Exercise description: Go through the lines below, tally those that include the word "compatibility", and give only the tally.

Dataset entries:
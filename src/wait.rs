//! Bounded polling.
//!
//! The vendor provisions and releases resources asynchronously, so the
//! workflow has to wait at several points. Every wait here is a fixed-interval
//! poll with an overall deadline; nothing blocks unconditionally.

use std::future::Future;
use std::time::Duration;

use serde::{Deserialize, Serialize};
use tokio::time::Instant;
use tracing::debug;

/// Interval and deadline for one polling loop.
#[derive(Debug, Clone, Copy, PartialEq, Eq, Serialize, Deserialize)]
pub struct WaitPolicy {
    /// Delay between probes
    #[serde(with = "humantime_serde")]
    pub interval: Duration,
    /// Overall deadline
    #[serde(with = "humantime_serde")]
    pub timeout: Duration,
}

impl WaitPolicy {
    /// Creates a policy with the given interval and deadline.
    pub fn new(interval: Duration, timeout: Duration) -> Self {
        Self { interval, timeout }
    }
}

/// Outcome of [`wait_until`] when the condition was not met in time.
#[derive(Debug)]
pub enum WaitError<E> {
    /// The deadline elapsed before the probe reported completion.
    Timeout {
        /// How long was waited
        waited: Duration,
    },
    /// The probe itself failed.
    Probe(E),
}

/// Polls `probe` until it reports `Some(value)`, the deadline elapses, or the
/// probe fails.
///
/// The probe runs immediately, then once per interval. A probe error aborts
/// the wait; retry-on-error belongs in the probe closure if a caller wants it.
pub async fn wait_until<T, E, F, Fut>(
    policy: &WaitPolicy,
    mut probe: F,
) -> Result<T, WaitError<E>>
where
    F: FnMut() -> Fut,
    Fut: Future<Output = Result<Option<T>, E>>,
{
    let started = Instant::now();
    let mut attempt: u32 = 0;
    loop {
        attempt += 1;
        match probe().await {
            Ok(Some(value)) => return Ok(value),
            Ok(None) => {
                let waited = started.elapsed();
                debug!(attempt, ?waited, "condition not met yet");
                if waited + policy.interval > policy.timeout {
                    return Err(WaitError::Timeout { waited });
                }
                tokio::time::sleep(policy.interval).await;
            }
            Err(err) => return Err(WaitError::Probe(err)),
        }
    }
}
==
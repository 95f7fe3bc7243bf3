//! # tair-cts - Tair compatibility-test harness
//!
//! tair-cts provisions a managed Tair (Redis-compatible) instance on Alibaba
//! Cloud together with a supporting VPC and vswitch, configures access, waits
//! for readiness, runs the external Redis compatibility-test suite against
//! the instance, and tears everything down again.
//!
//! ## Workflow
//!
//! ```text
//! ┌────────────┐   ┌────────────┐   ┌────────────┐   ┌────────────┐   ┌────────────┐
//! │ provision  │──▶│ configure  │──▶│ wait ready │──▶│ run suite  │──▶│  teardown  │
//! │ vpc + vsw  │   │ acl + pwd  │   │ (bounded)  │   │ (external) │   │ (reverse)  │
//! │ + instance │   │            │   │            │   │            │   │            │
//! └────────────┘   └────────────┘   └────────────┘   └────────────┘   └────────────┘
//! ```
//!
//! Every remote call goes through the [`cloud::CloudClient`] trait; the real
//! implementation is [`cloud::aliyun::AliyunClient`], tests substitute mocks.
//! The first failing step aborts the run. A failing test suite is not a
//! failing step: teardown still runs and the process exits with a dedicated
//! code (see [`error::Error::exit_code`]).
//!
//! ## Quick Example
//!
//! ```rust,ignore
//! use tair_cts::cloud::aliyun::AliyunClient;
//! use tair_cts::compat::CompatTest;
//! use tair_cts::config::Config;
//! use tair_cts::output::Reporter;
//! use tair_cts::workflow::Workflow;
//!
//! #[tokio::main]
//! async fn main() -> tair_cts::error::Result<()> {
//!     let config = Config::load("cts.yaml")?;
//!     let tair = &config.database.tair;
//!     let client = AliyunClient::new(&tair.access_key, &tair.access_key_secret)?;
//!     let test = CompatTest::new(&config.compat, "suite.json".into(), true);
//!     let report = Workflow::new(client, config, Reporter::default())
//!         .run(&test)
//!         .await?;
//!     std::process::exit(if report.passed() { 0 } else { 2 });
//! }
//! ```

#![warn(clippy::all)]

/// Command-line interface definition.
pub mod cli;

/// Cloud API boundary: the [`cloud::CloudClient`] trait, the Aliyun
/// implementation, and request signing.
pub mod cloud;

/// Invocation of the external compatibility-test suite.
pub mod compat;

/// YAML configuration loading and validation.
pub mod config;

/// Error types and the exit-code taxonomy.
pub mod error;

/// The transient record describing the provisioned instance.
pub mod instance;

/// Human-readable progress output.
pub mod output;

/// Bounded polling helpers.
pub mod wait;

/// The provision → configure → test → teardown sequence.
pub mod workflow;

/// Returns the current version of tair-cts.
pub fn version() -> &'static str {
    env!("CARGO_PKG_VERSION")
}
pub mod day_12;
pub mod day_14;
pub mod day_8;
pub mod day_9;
---
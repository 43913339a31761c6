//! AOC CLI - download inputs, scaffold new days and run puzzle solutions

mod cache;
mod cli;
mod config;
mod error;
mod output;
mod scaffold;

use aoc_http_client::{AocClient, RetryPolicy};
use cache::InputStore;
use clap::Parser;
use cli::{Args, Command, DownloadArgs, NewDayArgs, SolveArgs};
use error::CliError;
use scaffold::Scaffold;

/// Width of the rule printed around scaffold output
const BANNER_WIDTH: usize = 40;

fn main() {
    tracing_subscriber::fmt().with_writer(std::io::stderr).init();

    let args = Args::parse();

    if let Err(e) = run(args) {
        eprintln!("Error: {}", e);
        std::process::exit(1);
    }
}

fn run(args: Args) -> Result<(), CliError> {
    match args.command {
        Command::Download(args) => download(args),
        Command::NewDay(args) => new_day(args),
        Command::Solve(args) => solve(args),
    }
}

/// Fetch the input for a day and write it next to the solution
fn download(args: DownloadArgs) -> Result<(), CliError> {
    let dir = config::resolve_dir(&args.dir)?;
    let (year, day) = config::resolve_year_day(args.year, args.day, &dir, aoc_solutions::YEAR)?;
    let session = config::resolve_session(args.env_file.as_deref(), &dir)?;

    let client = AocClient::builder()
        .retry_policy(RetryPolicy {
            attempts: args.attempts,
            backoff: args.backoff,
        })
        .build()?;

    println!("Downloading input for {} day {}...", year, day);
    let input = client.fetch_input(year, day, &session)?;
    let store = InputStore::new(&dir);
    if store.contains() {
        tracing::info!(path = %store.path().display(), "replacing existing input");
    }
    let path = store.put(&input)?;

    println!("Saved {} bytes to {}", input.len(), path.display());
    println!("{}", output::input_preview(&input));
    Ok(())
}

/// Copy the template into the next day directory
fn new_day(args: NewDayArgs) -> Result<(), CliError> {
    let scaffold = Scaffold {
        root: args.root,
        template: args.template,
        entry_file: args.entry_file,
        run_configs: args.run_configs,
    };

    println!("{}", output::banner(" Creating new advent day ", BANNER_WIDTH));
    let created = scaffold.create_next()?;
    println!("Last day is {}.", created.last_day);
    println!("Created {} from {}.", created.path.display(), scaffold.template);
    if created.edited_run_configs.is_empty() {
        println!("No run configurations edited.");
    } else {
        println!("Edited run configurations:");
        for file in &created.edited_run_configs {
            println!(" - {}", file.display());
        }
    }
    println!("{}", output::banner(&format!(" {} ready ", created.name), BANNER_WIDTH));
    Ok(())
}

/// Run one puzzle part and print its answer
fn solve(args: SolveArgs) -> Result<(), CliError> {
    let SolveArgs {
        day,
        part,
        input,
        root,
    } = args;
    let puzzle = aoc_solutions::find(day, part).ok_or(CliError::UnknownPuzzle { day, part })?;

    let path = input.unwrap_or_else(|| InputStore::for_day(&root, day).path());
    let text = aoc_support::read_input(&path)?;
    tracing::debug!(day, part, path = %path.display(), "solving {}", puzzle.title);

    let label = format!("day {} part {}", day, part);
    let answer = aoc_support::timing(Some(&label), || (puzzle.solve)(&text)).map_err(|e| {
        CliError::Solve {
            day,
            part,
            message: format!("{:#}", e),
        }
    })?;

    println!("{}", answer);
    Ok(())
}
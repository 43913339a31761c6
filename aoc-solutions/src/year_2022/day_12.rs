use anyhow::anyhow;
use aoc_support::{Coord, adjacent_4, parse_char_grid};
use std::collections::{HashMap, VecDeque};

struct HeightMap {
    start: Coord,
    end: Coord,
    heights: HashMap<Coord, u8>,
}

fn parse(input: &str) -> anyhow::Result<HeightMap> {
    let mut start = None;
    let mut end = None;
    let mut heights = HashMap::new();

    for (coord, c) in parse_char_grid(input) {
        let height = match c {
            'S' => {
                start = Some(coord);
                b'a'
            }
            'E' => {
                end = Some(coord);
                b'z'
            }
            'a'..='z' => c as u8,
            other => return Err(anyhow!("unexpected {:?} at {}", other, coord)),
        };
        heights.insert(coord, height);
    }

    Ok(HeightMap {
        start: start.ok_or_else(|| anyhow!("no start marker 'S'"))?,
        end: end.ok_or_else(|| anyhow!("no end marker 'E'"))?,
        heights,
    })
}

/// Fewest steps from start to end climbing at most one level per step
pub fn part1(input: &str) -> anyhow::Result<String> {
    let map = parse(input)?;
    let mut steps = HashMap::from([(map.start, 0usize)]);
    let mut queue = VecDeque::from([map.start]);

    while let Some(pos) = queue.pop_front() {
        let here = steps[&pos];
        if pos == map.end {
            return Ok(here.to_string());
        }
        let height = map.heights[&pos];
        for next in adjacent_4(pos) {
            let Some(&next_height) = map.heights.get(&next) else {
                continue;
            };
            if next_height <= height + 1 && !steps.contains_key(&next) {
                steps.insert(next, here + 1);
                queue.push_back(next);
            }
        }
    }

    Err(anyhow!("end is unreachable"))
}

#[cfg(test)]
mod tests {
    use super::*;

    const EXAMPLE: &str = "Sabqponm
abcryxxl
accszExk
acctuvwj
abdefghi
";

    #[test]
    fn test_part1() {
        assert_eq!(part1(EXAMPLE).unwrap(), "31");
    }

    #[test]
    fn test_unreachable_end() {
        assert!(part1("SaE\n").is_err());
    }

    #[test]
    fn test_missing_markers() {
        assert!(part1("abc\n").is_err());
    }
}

Exercise result: 3